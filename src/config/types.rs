use crate::filter::OnMatch;
use serde::Deserialize;
use std::path::PathBuf;

/// Main configuration structure for Ripple-Frontier
#[derive(Debug, Clone, Deserialize)]
pub struct Config {
    pub crawler: CrawlerConfig,
    #[serde(rename = "user-agent")]
    pub user_agent: UserAgentConfig,
    #[serde(default)]
    pub delay: DelayConfig,
    #[serde(default)]
    pub scope: ScopeConfig,
    #[serde(default)]
    pub fetcher: FetcherConfig,
    #[serde(default)]
    pub normalizer: NormalizerConfig,
    #[serde(default)]
    pub checksum: ChecksumConfig,
    #[serde(default, rename = "url-filters")]
    pub url_filters: Vec<FilterEntry>,
    #[serde(default, rename = "header-filters")]
    pub header_filters: Vec<FilterEntry>,
    #[serde(default, rename = "document-filters")]
    pub document_filters: Vec<FilterEntry>,
}

/// Crawler behavior configuration
#[derive(Debug, Clone, Deserialize)]
pub struct CrawlerConfig {
    /// Unique crawler identifier, recorded in logs
    pub id: String,

    /// URLs the crawl starts from (depth 0)
    #[serde(rename = "start-urls")]
    pub start_urls: Vec<String>,

    /// Directory holding the reference store, committer output and downloads
    #[serde(rename = "work-dir", default = "default_work_dir")]
    pub work_dir: PathBuf,

    /// Number of parallel workers draining the frontier
    #[serde(rename = "num-threads", default = "default_num_threads")]
    pub num_threads: u32,

    /// Maximum hop distance from a start URL, -1 for unlimited
    #[serde(rename = "max-depth", default = "unlimited")]
    pub max_depth: i32,

    /// Maximum number of successfully processed URLs per run, -1 for unlimited
    #[serde(rename = "max-urls", default = "unlimited_urls")]
    pub max_urls: i64,

    #[serde(rename = "ignore-robots-txt", default)]
    pub ignore_robots_txt: bool,

    #[serde(rename = "ignore-robots-meta", default)]
    pub ignore_robots_meta: bool,

    #[serde(rename = "ignore-sitemap", default)]
    pub ignore_sitemap: bool,

    /// What to do with URLs from the previous run that were not seen again
    #[serde(rename = "orphans-strategy", default)]
    pub orphans_strategy: OrphansStrategy,

    /// Keep raw downloaded bodies under `work-dir/downloads`
    #[serde(rename = "keep-downloads", default)]
    pub keep_downloads: bool,
}

impl CrawlerConfig {
    /// Path of the SQLite reference store
    pub fn store_path(&self) -> PathBuf {
        self.work_dir.join("frontier.db")
    }

    /// Path of the SQLite committer output
    pub fn committer_path(&self) -> PathBuf {
        self.work_dir.join("committed.db")
    }

    /// Directory where raw bodies are saved when `keep-downloads` is on
    pub fn downloads_dir(&self) -> PathBuf {
        self.work_dir.join("downloads")
    }

    /// Returns the maximum depth, or `None` when unlimited
    pub fn depth_limit(&self) -> Option<u32> {
        u32::try_from(self.max_depth).ok()
    }

    /// Returns the maximum number of OK outcomes, or `None` when unlimited
    pub fn url_limit(&self) -> Option<u64> {
        u64::try_from(self.max_urls).ok()
    }
}

/// Handling of previously crawled URLs that were not encountered again
#[derive(Debug, Clone, Copy, PartialEq, Eq, Default, Deserialize)]
#[serde(rename_all = "lowercase")]
pub enum OrphansStrategy {
    /// Flag them DELETED and send a removal to the committer
    #[default]
    Delete,
    /// Send them through the crawl again, then delete what is still orphaned
    Process,
    /// Leave them alone
    Ignore,
}

/// User agent identification configuration
#[derive(Debug, Clone, Deserialize)]
pub struct UserAgentConfig {
    /// Name of the crawler, also used as the robots.txt agent token
    #[serde(rename = "crawler-name")]
    pub crawler_name: String,

    /// Version of the crawler
    #[serde(rename = "crawler-version")]
    pub crawler_version: String,

    /// URL with information about the crawler
    #[serde(rename = "contact-url")]
    pub contact_url: String,

    /// Email address for crawler-related contact
    #[serde(rename = "contact-email")]
    pub contact_email: String,
}

impl UserAgentConfig {
    /// Formats the User-Agent header value
    ///
    /// Format: `CrawlerName/Version (+ContactURL; ContactEmail)`
    pub fn header_value(&self) -> String {
        format!(
            "{}/{} (+{}; {})",
            self.crawler_name, self.crawler_version, self.contact_url, self.contact_email
        )
    }
}

/// Granularity of the politeness delay
#[derive(Debug, Clone, Copy, PartialEq, Eq, Hash, Default, Deserialize)]
#[serde(rename_all = "lowercase")]
pub enum DelayScope {
    /// One timestamp shared by the whole crawler
    Crawler,
    /// One timestamp per site root
    #[default]
    Site,
}

/// Politeness delay configuration
#[derive(Debug, Clone, Deserialize)]
pub struct DelayConfig {
    /// Delay between two fetches in the same scope (milliseconds)
    #[serde(rename = "default", default = "default_delay")]
    pub default_delay: u64,

    #[serde(default)]
    pub scope: DelayScope,

    /// Ignore `Crawl-delay` from robots.txt and always use the default
    #[serde(rename = "ignore-robots-crawl-delay", default)]
    pub ignore_robots_crawl_delay: bool,
}

impl Default for DelayConfig {
    fn default() -> Self {
        Self {
            default_delay: default_delay(),
            scope: DelayScope::default(),
            ignore_robots_crawl_delay: false,
        }
    }
}

/// Restrictions on which discovered URLs may be followed
#[derive(Debug, Clone, Default, Deserialize)]
pub struct ScopeConfig {
    #[serde(rename = "stay-on-domain", default)]
    pub stay_on_domain: bool,

    #[serde(rename = "include-subdomains", default)]
    pub include_subdomains: bool,

    #[serde(rename = "stay-on-port", default)]
    pub stay_on_port: bool,

    #[serde(rename = "stay-on-protocol", default)]
    pub stay_on_protocol: bool,
}

/// HTTP fetch configuration
#[derive(Debug, Clone, Deserialize)]
pub struct FetcherConfig {
    /// Issue a HEAD request before the GET so headers can be filtered early
    #[serde(rename = "fetch-headers", default)]
    pub fetch_headers: bool,

    #[serde(rename = "timeout-secs", default = "default_timeout_secs")]
    pub timeout_secs: u64,

    #[serde(rename = "connect-timeout-secs", default = "default_connect_timeout_secs")]
    pub connect_timeout_secs: u64,

    /// Status codes treated as success; empty means any 2xx
    #[serde(rename = "valid-status-codes", default)]
    pub valid_status_codes: Vec<u16>,

    /// Status codes reported as NOT_FOUND
    #[serde(rename = "not-found-status-codes", default = "default_not_found_codes")]
    pub not_found_status_codes: Vec<u16>,
}

impl Default for FetcherConfig {
    fn default() -> Self {
        Self {
            fetch_headers: false,
            timeout_secs: default_timeout_secs(),
            connect_timeout_secs: default_connect_timeout_secs(),
            valid_status_codes: Vec::new(),
            not_found_status_codes: default_not_found_codes(),
        }
    }
}

/// URL normalization rules
#[derive(Debug, Clone, Deserialize)]
pub struct NormalizerConfig {
    #[serde(rename = "remove-trailing-slash", default)]
    pub remove_trailing_slash: bool,

    #[serde(rename = "remove-tracking-params", default = "enabled")]
    pub remove_tracking_params: bool,

    #[serde(rename = "sort-query-params", default = "enabled")]
    pub sort_query_params: bool,
}

impl Default for NormalizerConfig {
    fn default() -> Self {
        Self {
            remove_trailing_slash: false,
            remove_tracking_params: true,
            sort_query_params: true,
        }
    }
}

/// Change-detection configuration
#[derive(Debug, Clone, Deserialize)]
pub struct ChecksumConfig {
    /// Response headers fed into the header checksum, in order
    #[serde(rename = "header-fields", default = "default_header_fields")]
    pub header_fields: Vec<String>,
}

impl Default for ChecksumConfig {
    fn default() -> Self {
        Self {
            header_fields: default_header_fields(),
        }
    }
}

/// A single regex filter
///
/// For header filters `field` names the header whose values are matched.
/// For document filters a `field` matches a metadata value instead of the body.
#[derive(Debug, Clone, Deserialize)]
pub struct FilterEntry {
    pub pattern: String,

    #[serde(rename = "on-match", default)]
    pub on_match: OnMatch,

    #[serde(default)]
    pub field: Option<String>,

    #[serde(rename = "case-sensitive", default)]
    pub case_sensitive: bool,
}

fn default_work_dir() -> PathBuf {
    PathBuf::from("./work")
}

fn default_num_threads() -> u32 {
    2
}

fn unlimited() -> i32 {
    -1
}

fn unlimited_urls() -> i64 {
    -1
}

fn default_delay() -> u64 {
    3000
}

fn default_timeout_secs() -> u64 {
    30
}

fn default_connect_timeout_secs() -> u64 {
    10
}

fn default_not_found_codes() -> Vec<u16> {
    vec![404]
}

fn default_header_fields() -> Vec<String> {
    vec!["Last-Modified".to_string(), "ETag".to_string()]
}

fn enabled() -> bool {
    true
}
use crate::config::NormalizerConfig;
use crate::UrlError;
use url::Url;

/// List of tracking query parameters to remove during normalization
const TRACKING_PARAMS: &[&str] = &[
    "utm_source",
    "utm_medium",
    "utm_campaign",
    "utm_term",
    "utm_content",
    "fbclid",
    "gclid",
    "mc_eid",
];

/// Canonicalizes URLs before they are de-duplicated and queued
pub trait UrlNormalizer: Send + Sync {
    /// Returns the canonical form of `url`, or `None` when it is not crawlable
    fn normalize(&self, url: &str) -> Option<String>;
}

/// Default normalizer driven by [`NormalizerConfig`]
#[derive(Debug, Clone, Default)]
pub struct GenericUrlNormalizer {
    config: NormalizerConfig,
}

impl GenericUrlNormalizer {
    pub fn new(config: NormalizerConfig) -> Self {
        Self { config }
    }
}

impl UrlNormalizer for GenericUrlNormalizer {
    fn normalize(&self, url: &str) -> Option<String> {
        match normalize_url(url, &self.config) {
            Ok(normalized) => Some(normalized.to_string()),
            Err(e) => {
                tracing::debug!(url = %url, error = %e, "URL rejected by normalizer");
                None
            }
        }
    }
}

/// Normalizes a URL according to the configured rules
///
/// # Normalization Steps
///
/// 1. Parse the URL; reject if malformed (dot segments are resolved and
///    the host is lower-cased while parsing, default ports are dropped)
/// 2. Reject anything but HTTP and HTTPS, and URLs without a host
/// 3. Collapse empty path segments; empty path becomes /
/// 4. Optionally remove the trailing slash (except for root /)
/// 5. Remove fragment (everything after #)
/// 6. Optionally remove tracking query parameters
/// 7. Optionally sort remaining query parameters by key
/// 8. Remove empty query string (trailing ?)
///
/// # Examples
///
/// ```
/// use ripple_frontier::config::NormalizerConfig;
/// use ripple_frontier::url::normalize_url;
///
/// let url = normalize_url("HTTP://EXAMPLE.COM/a/../page#top", &NormalizerConfig::default()).unwrap();
/// assert_eq!(url.as_str(), "http://example.com/page");
/// ```
pub fn normalize_url(url_str: &str, config: &NormalizerConfig) -> Result<Url, UrlError> {
    let mut url = Url::parse(url_str.trim()).map_err(|e| UrlError::Parse(e.to_string()))?;

    if url.scheme() != "http" && url.scheme() != "https" {
        return Err(UrlError::InvalidScheme(format!(
            "Only HTTP and HTTPS schemes are supported, got: {}",
            url.scheme()
        )));
    }

    if url.host_str().map(str::is_empty).unwrap_or(true) {
        return Err(UrlError::MissingHost);
    }

    let normalized_path = normalize_path(url.path(), config.remove_trailing_slash);
    url.set_path(&normalized_path);

    url.set_fragment(None);

    if url.query().is_some() {
        let params = filter_and_sort_query_params(&url, config);
        if params.is_empty() {
            url.set_query(None);
        } else if config.remove_tracking_params || config.sort_query_params {
            url.query_pairs_mut().clear().extend_pairs(params);
        }
    }

    Ok(url)
}

/// Collapses empty and dot segments, optionally dropping the trailing slash
fn normalize_path(path: &str, remove_trailing_slash: bool) -> String {
    let trailing_slash = path.len() > 1 && path.ends_with('/');

    let mut segments: Vec<&str> = Vec::new();
    for segment in path.split('/') {
        match segment {
            "" | "." => continue,
            ".." => {
                segments.pop();
            }
            _ => segments.push(segment),
        }
    }

    if segments.is_empty() {
        return "/".to_string();
    }

    let mut result = format!("/{}", segments.join("/"));
    if trailing_slash && !remove_trailing_slash {
        result.push('/');
    }
    result
}

/// Filters out tracking parameters and sorts remaining query parameters
fn filter_and_sort_query_params(url: &Url, config: &NormalizerConfig) -> Vec<(String, String)> {
    let mut params: Vec<(String, String)> = url
        .query_pairs()
        .filter(|(key, _)| !(config.remove_tracking_params && is_tracking_param(key)))
        .map(|(k, v)| (k.to_string(), v.to_string()))
        .collect();

    if config.sort_query_params {
        // Stable sort keeps repeated keys in their original order
        params.sort_by(|a, b| a.0.cmp(&b.0));
    }

    params
}

/// Checks if a query parameter is a tracking parameter
fn is_tracking_param(key: &str) -> bool {
    TRACKING_PARAMS.contains(&key) || key.starts_with("utm_")
}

-- -- --

• [YOUR INSTRUCTIONS]:
Where does the word "true" appear in the listing? List each line that holds it.

• [SOLVED EXERCISE]:
            remove_tracking_params: true,
            sort_query_params: true,
    true
    if url.host_str().map(str::is_empty).unwrap_or(true) {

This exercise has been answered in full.